The Italian luxury group maintained profitability, continued investment, and outlined long-term ownership plans
The Giorgio Armani Group reported resilient 2025 results while navigating the first year following the death of founder Giorgio Armani in September at age 91. Speaking on the company’s performance, chief executive officer Giuseppe Marsocci said the business continued to follow the strategic direction established by its founder, emphasizing continuity, disciplined investment, and long-term decision-making during a period of leadership transition.

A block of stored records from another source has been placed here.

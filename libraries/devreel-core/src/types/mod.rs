mod ids;
mod post;
mod profile;

pub use ids::{PostId, UserId};
pub use post::{FeedList, NewPost, Post, VideoAttachment};
pub use profile::{Profile, ProfileStats, ProfileUpdate};
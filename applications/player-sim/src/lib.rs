//! Devreel player simulator
//!
//! Mounts a [`devreel_player::VideoPlayer`] on a simulated media element
//! and replays scripted sessions against it, for reproducing control-bar
//! behavior without a browser.

pub mod config;
pub mod media;
pub mod script;
pub mod session;

pub use config::{MediaSettings, SimConfig};
pub use script::{Script, ScriptStep};
pub use session::{run_session, SessionReport};
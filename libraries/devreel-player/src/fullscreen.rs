//! Fullscreen toggle

use crate::error::PlayerError;
use crate::host::DocumentHost;
use crate::types::ContainerRef;
use serde::{Deserialize, Serialize};
use tracing::{debug, warn};

/// Result of a fullscreen toggle. Failures never propagate to the caller.
#[derive(Debug, Clone, Copy, PartialEq, Eq, Serialize, Deserialize)]
pub enum FullscreenOutcome {
    Entered,
    Exited,

    /// No fullscreen API or no container to promote
    Unavailable,

    /// The host refused the request
    Rejected,
}

/// Enter fullscreen on `container`, or exit if the document is already fullscreen
pub fn toggle_fullscreen(
    document: &mut dyn DocumentHost,
    container: Option<&ContainerRef>,
) -> FullscreenOutcome {
    if document.fullscreen_active() {
        return match document.exit_fullscreen() {
            Ok(()) => {
                debug!("Exited fullscreen");
                FullscreenOutcome::Exited
            }
            Err(e) => {
                warn!(error = %e, "Exit fullscreen failed");
                FullscreenOutcome::Rejected
            }
        };
    }

    let Some(container) = container else {
        debug!("No container to make fullscreen");
        return FullscreenOutcome::Unavailable;
    };

    match document.request_fullscreen(container) {
        Ok(()) => {
            debug!(container = container.as_str(), "Entered fullscreen");
            FullscreenOutcome::Entered
        }
        Err(PlayerError::FullscreenUnavailable) => {
            debug!("Fullscreen API unavailable");
            FullscreenOutcome::Unavailable
        }
        Err(e) => {
            warn!(error = %e, "Fullscreen request rejected");
            FullscreenOutcome::Rejected
        }
    }
}
//! Replay a script against a mounted player

use crate::config::SimConfig;
use crate::media::{tick, HeadlessDocument, MediaClock, SimulatedMedia};
use crate::script::Script;
use devreel_player::driver::{self, PlayerDriver, PlayerHandle};
use devreel_player::{ContainerRef, PlayerEvent, PlayerHosts, PlayerView};
use serde::Serialize;
use std::cell::RefCell;
use std::rc::Rc;
use std::time::Duration;
use tokio::sync::mpsc;
use tracing::{debug, info, warn};

/// Outcome of a replayed session
#[derive(Debug, Clone, Serialize)]
pub struct SessionReport {
    /// View taken after unmount
    pub view: PlayerView,

    /// Every event the player emitted, in order
    pub events: Vec<PlayerEvent>,
}

/// Mount a player on simulated hosts, replay `script`, then unmount
///
/// Must run inside a tokio runtime; the future is not `Send`.
pub async fn run_session(script: &Script, config: &SimConfig) -> anyhow::Result<SessionReport> {
    let (handle, inbox) = driver::channel();
    let clock = Rc::new(RefCell::new(MediaClock::new(script.duration)));
    let media = SimulatedMedia::new(handle.clone(), Rc::clone(&clock), config.media.clone());

    let (sink, mut events) = mpsc::unbounded_channel();
    let driver = PlayerDriver::mount(inbox, script.props(), config.player.clone(), |timers| {
        PlayerHosts::new(Box::new(media), timers, Box::new(HeadlessDocument::default()))
            .with_container(ContainerRef::new("devreel-player"))
    })?
    .with_event_sink(sink);

    info!(
        steps = script.steps.len(),
        total_ms = script.total_ms(),
        "Replaying session"
    );

    let every = Duration::from_millis(config.media.tick_ms);
    let (view, (), ()) = tokio::join!(
        driver.run(),
        feed(&handle, script),
        tick(clock, handle.clone(), every)
    );

    let mut emitted = Vec::new();
    while let Ok(event) = events.try_recv() {
        emitted.push(event);
    }

    info!(state = ?view.state, events = emitted.len(), "Session finished");
    Ok(SessionReport {
        view,
        events: emitted,
    })
}

async fn feed(handle: &PlayerHandle, script: &Script) {
    for (index, step) in script.steps.iter().enumerate() {
        if step.delay_ms > 0 {
            tokio::time::sleep(Duration::from_millis(step.delay_ms)).await;
        }

        debug!(step = index, input = ?step.input, "Script input");
        if handle.send(step.input.clone()).is_err() {
            warn!(step = index, "Player stopped before the script finished");
            return;
        }
    }

    tokio::time::sleep(Duration::from_millis(script.hold_ms)).await;
    handle.unmount();
}
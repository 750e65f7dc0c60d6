//! Host seams backed by JS objects
//!
//! Media object: `load(source, poster)`, `play()`, `pause()`,
//! `setCurrentTime(s)`, `setVolume(v)`, `setMuted(b)`, `setPlaybackRate(r)`,
//! `subscribe() -> id`, `unsubscribe(id)`.
//!
//! Timer object: `schedule(delayMs) -> id`, `cancel(id)`.
//!
//! Document object: `listenPointerDown() -> id`, `removeListener(id)`,
//! `fullscreenActive() -> bool`, `requestFullscreen(containerId)`,
//! `exitFullscreen()`. Missing `requestFullscreen` means unsupported.

use crate::error::{PlayerError, Result};
use crate::host::{
    DocumentHost, ListenerId, MediaResource, QualitySelector, Subscription, TimerHost, TimerId,
};
use crate::types::{ContainerRef, MediaSourceRef};
use js_sys::{Function, Reflect};
use std::time::Duration;
use tracing::warn;
use wasm_bindgen::{JsCast, JsValue};

fn call(target: &JsValue, method: &str, args: &[JsValue]) -> std::result::Result<JsValue, JsValue> {
    let function: Function = Reflect::get(target, &JsValue::from_str(method))?.dyn_into()?;
    match args {
        [] => function.call0(target),
        [a] => function.call1(target, a),
        [a, b] => function.call2(target, a, b),
        _ => function.apply(target, &args.iter().collect::<js_sys::Array>()),
    }
}

fn has_method(target: &JsValue, method: &str) -> bool {
    Reflect::get(target, &JsValue::from_str(method))
        .map(|value| value.is_function())
        .unwrap_or(false)
}

pub(crate) fn describe(error: &JsValue) -> String {
    error
        .as_string()
        .or_else(|| {
            js_sys::JSON::stringify(error)
                .ok()
                .map(String::from)
        })
        .unwrap_or_else(|| "unknown JS error".to_string())
}

fn listener_id(value: &JsValue) -> Option<ListenerId> {
    value.as_f64().map(|id| ListenerId(id as u64))
}

pub struct JsMediaResource {
    element: JsValue,
}

impl JsMediaResource {
    pub fn new(element: JsValue) -> Self {
        Self { element }
    }

    fn command(&self, method: &str, args: &[JsValue]) {
        if let Err(e) = call(&self.element, method, args) {
            warn!(method, error = %describe(&e), "Media command failed");
        }
    }
}

impl MediaResource for JsMediaResource {
    fn load(&mut self, source: &MediaSourceRef, poster: Option<&str>) -> Result<()> {
        let source = match source {
            MediaSourceRef::Url(url) => JsValue::from_str(url),
            MediaSourceRef::Handle(handle) => JsValue::from_f64(*handle as f64),
        };
        let poster = poster.map_or(JsValue::NULL, JsValue::from_str);

        call(&self.element, "load", &[source, poster])
            .map(|_| ())
            .map_err(|e| PlayerError::Media(describe(&e)))
    }

    fn play(&mut self) -> Result<()> {
        call(&self.element, "play", &[])
            .map(|_| ())
            .map_err(|e| PlayerError::PlayRejected(describe(&e)))
    }

    fn pause(&mut self) {
        self.command("pause", &[]);
    }

    fn set_current_time(&mut self, seconds: f64) {
        self.command("setCurrentTime", &[JsValue::from_f64(seconds)]);
    }

    fn set_volume(&mut self, level: f64) {
        self.command("setVolume", &[JsValue::from_f64(level)]);
    }

    fn set_muted(&mut self, muted: bool) {
        self.command("setMuted", &[JsValue::from_bool(muted)]);
    }

    fn set_playback_rate(&mut self, rate: f64) {
        self.command("setPlaybackRate", &[JsValue::from_f64(rate)]);
    }

    fn subscribe(&mut self) -> Result<Subscription> {
        let id = call(&self.element, "subscribe", &[])
            .map_err(|e| PlayerError::Media(describe(&e)))?;
        let listener = listener_id(&id).unwrap_or(ListenerId(0));

        let element = self.element.clone();
        Ok(Subscription::new(listener, move || {
            call(&element, "unsubscribe", &[id]).ok();
        }))
    }
}

pub struct JsTimers {
    timers: JsValue,
}

impl JsTimers {
    pub fn new(timers: JsValue) -> Self {
        Self { timers }
    }
}

impl TimerHost for JsTimers {
    fn schedule(&mut self, delay: Duration) -> TimerId {
        let delay_ms = JsValue::from_f64(delay.as_millis() as f64);
        match call(&self.timers, "schedule", &[delay_ms]) {
            Ok(id) => TimerId(id.as_f64().unwrap_or_default() as u64),
            Err(e) => {
                // Id 0 is never handed out by setTimeout, so it never fires
                warn!(error = %describe(&e), "Timer scheduling failed");
                TimerId(0)
            }
        }
    }

    fn cancel(&mut self, id: TimerId) {
        call(&self.timers, "cancel", &[JsValue::from_f64(id.0 as f64)]).ok();
    }
}

pub struct JsDocument {
    document: JsValue,
}

impl JsDocument {
    pub fn new(document: JsValue) -> Self {
        Self { document }
    }
}

impl DocumentHost for JsDocument {
    fn listen_pointer_down(&mut self) -> Result<Subscription> {
        let id = call(&self.document, "listenPointerDown", &[])
            .map_err(|e| PlayerError::Host(describe(&e)))?;
        let listener = listener_id(&id)
            .ok_or_else(|| PlayerError::Host("listenPointerDown returned no id".to_string()))?;

        let document = self.document.clone();
        Ok(Subscription::new(listener, move || {
            call(&document, "removeListener", &[id]).ok();
        }))
    }

    fn fullscreen_active(&self) -> bool {
        call(&self.document, "fullscreenActive", &[])
            .ok()
            .and_then(|value| value.as_bool())
            .unwrap_or(false)
    }

    fn request_fullscreen(&mut self, container: &ContainerRef) -> Result<()> {
        if !has_method(&self.document, "requestFullscreen") {
            return Err(PlayerError::FullscreenUnavailable);
        }
        call(
            &self.document,
            "requestFullscreen",
            &[JsValue::from_str(container.as_str())],
        )
        .map(|_| ())
        .map_err(|e| PlayerError::FullscreenRejected(describe(&e)))
    }

    fn exit_fullscreen(&mut self) -> Result<()> {
        call(&self.document, "exitFullscreen", &[])
            .map(|_| ())
            .map_err(|e| PlayerError::FullscreenRejected(describe(&e)))
    }
}

/// Quality selector calling a JS function with the chosen label
pub struct JsQualitySelector {
    callback: Function,
}

impl JsQualitySelector {
    pub fn new(callback: Function) -> Self {
        Self { callback }
    }
}

impl QualitySelector for JsQualitySelector {
    fn select(&mut self, label: &str) -> Result<()> {
        self.callback
            .call1(&JsValue::NULL, &JsValue::from_str(label))
            .map(|_| ())
            .map_err(|e| PlayerError::Host(describe(&e)))
    }
}
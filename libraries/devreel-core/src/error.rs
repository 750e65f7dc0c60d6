/// Core error types for Devreel
use thiserror::Error;

/// Result type alias using `CoreError`
pub type Result<T> = std::result::Result<T, CoreError>;

/// Core error type for Devreel
#[derive(Error, Debug)]
pub enum CoreError {
    /// Entity not found
    #[error("{entity} not found: {id}")]
    NotFound { entity: String, id: String },

    /// Caller is not signed in, or the session expired
    #[error("Authentication required")]
    AuthRequired,

    /// Permission denied with context
    #[error("Permission denied: {0}")]
    PermissionDenied(String),

    /// Invalid input
    #[error("Invalid input: {0}")]
    InvalidInput(String),

    /// Remote service answered with a non-success status
    #[error("Server error ({status}): {message}")]
    Server { status: u16, message: String },

    /// Network error
    #[error("Network error: {0}")]
    Network(String),

    /// Serialization errors
    #[error(transparent)]
    Serialization(#[from] serde_json::Error),

    /// Other errors
    #[error("{0}")]
    Other(String),
}

impl CoreError {
    /// Create a not found error
    pub fn not_found(entity: impl Into<String>, id: impl Into<String>) -> Self {
        Self::NotFound {
            entity: entity.into(),
            id: id.into(),
        }
    }

    /// Create an invalid input error
    pub fn invalid_input(msg: impl Into<String>) -> Self {
        Self::InvalidInput(msg.into())
    }

    /// Create a network error
    pub fn network(msg: impl Into<String>) -> Self {
        Self::Network(msg.into())
    }

    /// Whether retrying the same call later could succeed
    pub fn is_transient(&self) -> bool {
        match self {
            Self::Network(_) => true,
            Self::Server { status, .. } => *status >= 500 || *status == 429,
            _ => false,
        }
    }
}
impl VideoPlayer {
    /// Mount a player: subscribe to the resource, load the source, and push
    /// the initial volume, mute and rate
    pub fn mount(props: PlayerProps, config: PlayerConfig, hosts: PlayerHosts) -> Result<Self> {
        config.validate()?;
        let speed = config.initial_playback_speed()?;

        let PlayerHosts {
            mut media,
            timers,
            document,
            quality,
            container,
        } = hosts;

        let media_subscription = media.subscribe()?;
        media.load(&props.source, props.poster.as_deref())?;

        let volume = VolumeManager::new(config.initial_volume, config.initial_muted);
        volume.sync(media.as_mut());
        media.set_playback_rate(speed.multiplier());

        let progress = ProgressTracker::new(props.duration);
        let controls = ControlsVisibility::new(config.idle_hide_delay());
        let settings = SettingsPanel::new(
            speed,
            config.qualities.clone(),
            config.default_quality.clone(),
        );

        info!(source = %props.source, duration = ?props.duration, "Video player mounted");

        Ok(Self {
            props,
            config,
            media,
            timers,
            document,
            quality,
            container,
            controller: PlaybackController::new(),
            progress,
            controls,
            volume,
            settings,
            media_subscription: Some(media_subscription),
            pending_events: Vec::new(),
            mounted: true,
        })
    }

    /// Tear down: cancel the idle timer and detach every listener
    ///
    /// Idempotent. Inputs after this are ignored.
    pub fn unmount(&mut self) {
        if !self.mounted {
            return;
        }
        self.mounted = false;

        self.controls.teardown(self.timers.as_mut());
        self.settings.teardown();
        self.media_subscription = None;
        self.pending_events.clear();

        info!(source = %self.props.source, "Video player unmounted");
    }

    pub fn is_mounted(&self) -> bool {
        self.mounted
    }

    fn accepts(&self, operation: &str) -> bool {
        if !self.mounted {
            trace!(operation, "Ignoring input on unmounted player");
        }
        self.mounted
    }

    /// Route one host input
    pub fn dispatch(&mut self, input: PlayerInput) {
        match input {
            PlayerInput::Media(event) => self.handle_media_event(&event),
            PlayerInput::TimerFired(id) => self.handle_timer(id),
            PlayerInput::PointerMove => self.pointer_moved(),
            PlayerInput::ControlsHover(hovered) => self.set_controls_hovered(hovered),
            PlayerInput::DocumentPointerDown {
                listener,
                inside_panel,
            } => self.handle_document_pointer_down(listener, inside_panel),
            PlayerInput::Key(key) => self.handle_key(key),
            PlayerInput::TogglePlayPause => self.toggle_play_pause(),
            PlayerInput::Seek(target) => self.seek(target),
            PlayerInput::SeekPercent(percent) => self.seek_percent(percent),
            PlayerInput::SeekRelative(delta) => self.seek_relative(delta),
            PlayerInput::SetVolume(level) => self.set_volume(level),
            PlayerInput::ToggleMute => self.toggle_mute(),
            PlayerInput::ToggleSettings => self.toggle_settings(),
            PlayerInput::CloseSettings => self.close_settings(),
            PlayerInput::SetSpeed(multiplier) => {
                self.set_speed(multiplier);
            }
            PlayerInput::SetQuality(label) => {
                self.set_quality(&label);
            }
            PlayerInput::ToggleFullscreen => {
                self.toggle_fullscreen();
            }
        }
    }

    // ===== Media Resource =====

    pub fn handle_media_event(&mut self, event: &MediaEvent) {
        if !self.accepts(event.name()) {
            return;
        }
        if self.controller.is_stale(event) {
            trace!(event = event.name(), state = ?self.controller.state(), "Ignoring stale media event");
            return;
        }
        trace!(event = event.name(), "Media event");

        let state_changed = self.controller.apply(event);
        self.progress.apply(event);

        match event {
            MediaEvent::PlayRejected { reason } => self.emit(PlayerEvent::Error {
                message: format!("Play rejected: {}", reason),
            }),
            MediaEvent::Error { message } => self.emit(PlayerEvent::Error {
                message: message.clone(),
            }),
            _ => {}
        }

        if state_changed {
            self.on_state_changed();
        }
    }

    fn on_state_changed(&mut self) {
        let state = self.controller.state();
        self.emit(PlayerEvent::StateChanged { state });
        if self.controls.playback_changed(state, self.timers.as_mut()) {
            self.emit(PlayerEvent::ControlsVisibilityChanged { visible: true });
        }
    }

    // ===== Playback =====

    /// Play if paused, pause if playing
    pub fn toggle_play_pause(&mut self) {
        if !self.accepts("toggle_play_pause") {
            return;
        }

        let before = self.controller.state();
        match self.controller.toggle() {
            PlaybackCommand::Play => {
                if let Err(e) = self.media.play() {
                    let message = e.to_string();
                    self.controller.play_failed(&message);
                    self.emit(PlayerEvent::Error { message });
                }
            }
            PlaybackCommand::Pause => self.media.pause(),
        }

        if self.controller.state() != before {
            self.on_state_changed();
        }
    }

    /// Seek to `target` seconds, clamped into the known duration
    pub fn seek(&mut self, target: f64) {
        if !self.accepts("seek") {
            return;
        }

        let duration = self.progress.effective_duration();
        let position = clamp_seek(target, duration);
        debug!(requested = target, position, duration, "Seeking");
        self.media.set_current_time(position);
    }

    /// Seek to a progress-bar position, 0 to 100
    pub fn seek_percent(&mut self, percent: f64) {
        if !percent.is_finite() {
            debug!(percent, "Ignoring non-finite seek percentage");
            return;
        }
        let target = self.progress.effective_duration() * percent.clamp(0.0, 100.0) / 100.0;
        self.seek(target);
    }

    /// Seek forward (positive) or back (negative) from the current time
    pub fn seek_relative(&mut self, delta: f64) {
        if !delta.is_finite() {
            debug!(delta, "Ignoring non-finite seek offset");
            return;
        }
        self.seek(self.progress.current_time() + delta);
    }

    // ===== Controls Visibility =====

    pub fn pointer_moved(&mut self) {
        if !self.accepts("pointer_moved") {
            return;
        }
        if self.controls.pointer_moved(self.timers.as_mut()) {
            self.emit(PlayerEvent::ControlsVisibilityChanged { visible: true });
        }
    }

    pub fn set_controls_hovered(&mut self, hovered: bool) {
        if !self.accepts("set_controls_hovered") {
            return;
        }
        if self.controls.set_hovered(hovered, self.timers.as_mut()) {
            self.emit(PlayerEvent::ControlsVisibilityChanged { visible: true });
        }
    }

    pub fn handle_timer(&mut self, id: TimerId) {
        if !self.accepts("handle_timer") {
            return;
        }
        if self.controls.timer_fired(id, self.controller.state()) {
            self.emit(PlayerEvent::ControlsVisibilityChanged { visible: false });
        }
    }

    // ===== Volume =====

    pub fn set_volume(&mut self, level: f64) {
        if !self.accepts("set_volume") {
            return;
        }
        if self.volume.set_level(level, self.media.as_mut()) {
            self.emit_volume();
        }
    }

    fn step_volume(&mut self, delta: f64) {
        if self.volume.step(delta, self.media.as_mut()) {
            self.emit_volume();
        }
    }

    pub fn toggle_mute(&mut self) {
        if !self.accepts("toggle_mute") {
            return;
        }
        self.volume.toggle_mute(self.media.as_mut());
        self.emit_volume();
    }

    fn emit_volume(&mut self) {
        self.emit(PlayerEvent::VolumeChanged {
            level: self.volume.level(),
            muted: self.volume.is_muted(),
        });
    }

    // ===== Settings =====

    pub fn toggle_settings(&mut self) {
        if !self.accepts("toggle_settings") {
            return;
        }
        let open = self.settings.toggle(self.document.as_mut());
        self.emit(PlayerEvent::SettingsToggled { open });
    }

    pub fn close_settings(&mut self) {
        if !self.accepts("close_settings") {
            return;
        }
        if self.settings.close() {
            self.emit(PlayerEvent::SettingsToggled { open: false });
        }
    }

    pub fn handle_document_pointer_down(&mut self, listener: ListenerId, inside_panel: bool) {
        if !self.accepts("handle_document_pointer_down") {
            return;
        }
        if self.settings.outside_pointer_down(listener, inside_panel) {
            self.emit(PlayerEvent::SettingsToggled { open: false });
        }
    }

    /// Returns the applied speed, or `None` if `multiplier` is unsupported
    pub fn set_speed(&mut self, multiplier: f64) -> Option<PlaybackSpeed> {
        if !self.accepts("set_speed") {
            return None;
        }
        let speed = self.settings.set_speed(multiplier, self.media.as_mut())?;
        self.emit(PlayerEvent::SpeedChanged {
            multiplier: speed.multiplier(),
        });
        Some(speed)
    }

    /// Swap the quality selector, e.g. once renditions are known
    pub fn replace_quality_selector(&mut self, quality: Box<dyn QualitySelector>) {
        self.quality = quality;
    }

    pub fn set_quality(&mut self, label: &str) -> bool {
        if !self.accepts("set_quality") {
            return false;
        }
        let applied = self.settings.set_quality(label, self.quality.as_mut());
        if applied {
            self.emit(PlayerEvent::QualityChanged {
                label: label.to_string(),
            });
        }
        applied
    }

    // ===== Fullscreen =====

    pub fn toggle_fullscreen(&mut self) -> FullscreenOutcome {
        if !self.accepts("toggle_fullscreen") {
            return FullscreenOutcome::Unavailable;
        }
        let outcome = toggle_fullscreen(self.document.as_mut(), self.container.as_ref());
        match outcome {
            FullscreenOutcome::Entered => {
                self.emit(PlayerEvent::FullscreenChanged { active: true });
            }
            FullscreenOutcome::Exited => {
                self.emit(PlayerEvent::FullscreenChanged { active: false });
            }
            FullscreenOutcome::Unavailable | FullscreenOutcome::Rejected => {}
        }
        outcome
    }

    // ===== Keyboard =====

    /// Keyboard shortcut. Any key counts as activity for the controls.
    pub fn handle_key(&mut self, key: Key) {
        if !self.accepts("handle_key") {
            return;
        }
        self.pointer_moved();

        let seek_step = self.config.seek_step_secs;
        let volume_step = self.config.volume_step;
        match key {
            Key::Space | Key::K => self.toggle_play_pause(),
            Key::ArrowLeft => self.seek_relative(-seek_step),
            Key::ArrowRight => self.seek_relative(seek_step),
            Key::ArrowUp => self.step_volume(volume_step),
            Key::ArrowDown => self.step_volume(-volume_step),
            Key::M => self.toggle_mute(),
            Key::F => {
                if self.toggle_fullscreen() == FullscreenOutcome::Rejected {
                    warn!("Fullscreen shortcut rejected by host");
                }
            }
            Key::Escape => self.close_settings(),
        }
    }

    // ===== State Queries =====

    pub fn state(&self) -> PlaybackState {
        self.controller.state()
    }

    pub fn position(&self) -> TimePosition {
        self.progress.position()
    }

    pub fn props(&self) -> &PlayerProps {
        &self.props
    }

    pub fn config(&self) -> &PlayerConfig {
        &self.config
    }

    pub fn controls(&self) -> &ControlsVisibility {
        &self.controls
    }

    pub fn volume(&self) -> &VolumeManager {
        &self.volume
    }

    pub fn settings(&self) -> &SettingsPanel {
        &self.settings
    }

    pub fn progress(&self) -> &ProgressTracker {
        &self.progress
    }

    /// Render snapshot
    pub fn view(&self) -> PlayerView {
        let speed = self.settings.speed();
        PlayerView {
            mounted: self.mounted,
            state: self.controller.state(),
            buffering: self.progress.is_buffering(),
            current_time: self.progress.current_time(),
            duration: self.progress.duration(),
            progress_percent: self.progress.progress_percent(),
            time_label: self.progress.time_label(),
            controls_visible: self.controls.is_visible(),
            volume_level: self.volume.level(),
            muted: self.volume.is_muted(),
            volume_icon: self.volume.icon(),
            settings_open: self.settings.is_open(),
            speed: speed.multiplier(),
            speed_label: speed.label(),
            quality: self.settings.quality().to_string(),
            qualities: self.settings.qualities().to_vec(),
            fullscreen: self.document.fullscreen_active(),
            poster: self.props.poster.clone(),
        }
    }

    // ===== Events =====

    fn emit(&mut self, event: PlayerEvent) {
        self.pending_events.push(event);
    }

    /// Drain all pending events
    ///
    /// Returns all events that have been emitted since the last drain.
    pub fn drain_events(&mut self) -> Vec<PlayerEvent> {
        std::mem::take(&mut self.pending_events)
    }

    pub fn has_pending_events(&self) -> bool {
        !self.pending_events.is_empty()
    }
}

Consolidated revenues declined 4.6 percent at current exchange rates to 2.19 billion euros, compared with 2.3 billion euros the previous year. At constant currency, sales were down 2.8 percent. Despite broader market headwinds, profitability improved, with earnings before interest, taxes, depreciation and amortization rising 3.2 percent to 152.7 million euros. Operating profit increased 2.5 percent to 52.6 million euros. Consolidated net equity stood at 1.99 billion euros, while the group reported a net cash position of 529 million euros, or 596 million euros including treasury investments.

Marsocci said the company continued to self-finance strategic spending, investing around 100 million euros in retail and innovation during the year. That followed 332 million euros in investments in 2024, underscoring the group’s long-standing preference for reinvesting profits while limiting debt exposure. He described the company’s fundamentals as solid despite geopolitical uncertainty, currency fluctuations, tariffs, and rising energy costs.
The group’s retail channel increased 2 percent at constant currency in 2025, while wholesale declined 7 percent, reflecting caution among distributors. Lifestyle categories including home, hospitality, and food and beverage posted double-digit growth, reinforcing Armani’s broader positioning beyond apparel. Marsocci added that Europe, Asia, and the Americas each account for roughly one-third of sales outside Italy, giving the business balanced geographic exposure. Early 2026 trading was described as in line, with stronger momentum in Asia, particularly China and Japan.
A new board was appointed in November, with longtime executive Leo Dell’Orco named chairman. Other members include Silvana Armani, Andrea Camerana, Marsocci, Marco Bizzarri, John Hooks, Federico Marchetti, and Angelo Moratti. Silvana Armani was also named women’s creative director. Marsocci said governance changes had been executed according to plans outlined in Armani’s will, which also allows for the potential future sale of an initial 15 percent stake to a strategic investor or, in later phases, a larger transaction or public listing while preserving foundation control.
The company continued to expand its retail footprint, with new or planned stores in Bangkok, Taiwan, Wuhan, Beijing, Korea, Mykonos, Sydney, and Las Vegas. It currently operates 138 Giorgio Armani stores and 308 Emporio Armani stores worldwide. Marsocci also cited strong performance for Giorgio Armani full-price business, Armani Privé, and the ARMANI/Archivio heritage initiative, while noting that Emporio Armani sales have increased over the past two years.

Outside fashion, Armani/Casa recorded double-digit growth in 2025, while the group advanced hospitality projects through a joint venture with Symphony Global. Renovations are underway at the Armani Hotel Dubai, updates are planned for the Milan property, and a new hotel is set to open in Diriyah, Saudi Arabia. Expanded exhibitions in Milan dedicated to Armani’s career and couture legacy also reflect continued public and cultural interest in the brand.
The 2025 results suggest that Armani’s post-founder era is beginning with continuity rather than disruption, as the group balances succession planning, measured expansion, and adherence to the principles that defined one of luxury’s last major independent houses.